Source material =
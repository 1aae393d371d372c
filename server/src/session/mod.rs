mod actor;
mod commands;
mod handle;

use std::collections::HashMap;
use std::future::Future;
use std::sync::Arc;

use tokio::sync::{mpsc, RwLock};

use crate::game::{ChessGame, GameError, GameId};
use crate::notify::GameNotifier;
use crate::persistence::{GameRepository, Persistence, PlayerRepository};
use crate::player::{Player, PlayerId};
use actor::run_game_actor;
pub use commands::{GameCommand, SessionError};
pub use handle::GameHandle;

const COMMAND_BUFFER: usize = 32;

/// Owns the running game actors. Every mutation of a game goes through its
/// actor, so concurrent requests against one game are applied in order; the
/// loser of a race sees the winner's result.
///
/// Actors are spawned from persistence on first use and exit once their
/// game has ended.
pub struct GameManager<D: Persistence> {
    games: RwLock<HashMap<GameId, GameHandle>>,
    store: Arc<D>,
    notifier: Arc<dyn GameNotifier>,
}

impl<D: Persistence> GameManager<D> {
    pub fn new(store: Arc<D>, notifier: Arc<dyn GameNotifier>) -> Self {
        Self {
            games: RwLock::new(HashMap::new()),
            store,
            notifier,
        }
    }

    /// Start a game between two stored players on behalf of `requester`,
    /// who must be one of them. All checks happen before anything is written.
    pub async fn create_game(
        &self,
        requester: PlayerId,
        white: PlayerId,
        black: PlayerId,
    ) -> Result<ChessGame, SessionError> {
        if requester != white && requester != black {
            return Err(GameError::NotAParticipant(requester).into());
        }
        if white == black {
            return Err(GameError::IllegalGameSetup(format!(
                "player {white} cannot play against themselves"
            ))
            .into());
        }
        let white = self.load_player(white).await?;
        let black = self.load_player(black).await?;

        let game = ChessGame::new(white, black)?;
        let saved = self.store.games().save_game(&game).await?;
        tracing::info!(
            game_id = ?saved.id(),
            white = %saved.white(),
            black = %saved.black(),
            "Game created"
        );
        self.notifier.notify_game_updated(&saved);
        Ok(saved)
    }

    /// Current state of a game, from its actor when one is running.
    pub async fn get_game(&self, id: GameId) -> Result<ChessGame, SessionError> {
        let active = self.games.read().await.get(&id).cloned();
        if let Some(handle) = active {
            if let Ok(game) = handle.get_game().await {
                return Ok(game);
            }
        }
        self.store
            .games()
            .find_game(id)
            .await?
            .ok_or(SessionError::GameNotFound(id))
    }

    pub async fn make_move(
        &self,
        id: GameId,
        player: PlayerId,
        notation: &str,
    ) -> Result<ChessGame, SessionError> {
        let notation = notation.to_string();
        self.with_actor(id, |handle| {
            let notation = notation.clone();
            async move { handle.make_move(player, notation).await }
        })
        .await
    }

    pub async fn resign(&self, id: GameId, player: PlayerId) -> Result<ChessGame, SessionError> {
        self.with_actor(id, |handle| async move { handle.resign(player).await })
            .await
    }

    /// Games the player takes part in, newest first, optionally only open
    /// (`Some(true)`) or only ended (`Some(false)`) ones.
    pub async fn search_games(
        &self,
        player: PlayerId,
        open: Option<bool>,
    ) -> Result<Vec<ChessGame>, SessionError> {
        self.load_player(player).await?;
        Ok(self.store.games().find_by_player(player, open).await?)
    }

    /// Other games that passed through this game's current position.
    pub async fn related_games(&self, id: GameId) -> Result<Vec<ChessGame>, SessionError> {
        let game = self.get_game(id).await?;
        let ids = self
            .store
            .games()
            .find_games_containing_position(&game.position_key(), Some(id))
            .await?;

        let mut related = Vec::with_capacity(ids.len());
        for other in ids {
            if let Some(g) = self.store.games().find_game(other).await? {
                related.push(g);
            }
        }
        Ok(related)
    }

    /// Number of running game actors.
    pub async fn active_games(&self) -> usize {
        self.games.read().await.len()
    }

    /// Stop all game actors.
    pub async fn shutdown(&self) {
        let handles: Vec<GameHandle> = self.games.write().await.drain().map(|(_, h)| h).collect();
        tracing::info!(count = handles.len(), "Shutting down game actors");
        for handle in handles {
            handle.shutdown().await;
        }
    }

    async fn load_player(&self, id: PlayerId) -> Result<Player, SessionError> {
        self.store
            .players()
            .find_player(id)
            .await?
            .ok_or(SessionError::PlayerNotFound(id))
    }

    /// Run a mutating operation on the game's actor. An actor that closed
    /// between lookup and send is replaced once from persistence.
    async fn with_actor<F, Fut>(&self, id: GameId, op: F) -> Result<ChessGame, SessionError>
    where
        F: Fn(GameHandle) -> Fut,
        Fut: Future<Output = Result<ChessGame, SessionError>>,
    {
        for _ in 0..2 {
            let handle = self.actor_for(id).await?;
            match op(handle.clone()).await {
                Err(SessionError::Internal(_)) if handle.is_closed() => {
                    self.forget(&handle).await;
                }
                Ok(game) => {
                    if game.status().is_terminal() {
                        self.forget(&handle).await;
                    }
                    return Ok(game);
                }
                Err(e) => return Err(e),
            }
        }
        Err(SessionError::Internal(format!("game {id} actor unavailable")))
    }

    async fn actor_for(&self, id: GameId) -> Result<GameHandle, SessionError> {
        if let Some(handle) = self.games.read().await.get(&id) {
            if !handle.is_closed() {
                return Ok(handle.clone());
            }
        }

        let mut games = self.games.write().await;
        if let Some(handle) = games.get(&id) {
            if !handle.is_closed() {
                return Ok(handle.clone());
            }
        }

        let game = self
            .store
            .games()
            .find_game(id)
            .await?
            .ok_or(SessionError::GameNotFound(id))?;

        let (cmd_tx, cmd_rx) = mpsc::channel(COMMAND_BUFFER);
        tokio::spawn(run_game_actor(
            game,
            self.store.clone(),
            self.notifier.clone(),
            cmd_rx,
        ));

        let handle = GameHandle::new(id, cmd_tx);
        games.insert(id, handle.clone());
        Ok(handle)
    }

    /// Drop the handle unless it has already been replaced by a newer actor.
    async fn forget(&self, handle: &GameHandle) {
        let mut games = self.games.write().await;
        if games
            .get(&handle.id())
            .is_some_and(|current| current.same_actor(handle))
        {
            games.remove(&handle.id());
        }
    }
}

Exercise requirements =
Your answer should consist of copies of the lines above that include the string "into".

Reply =
            return Err(GameError::NotAParticipant(requester).into());
            .into());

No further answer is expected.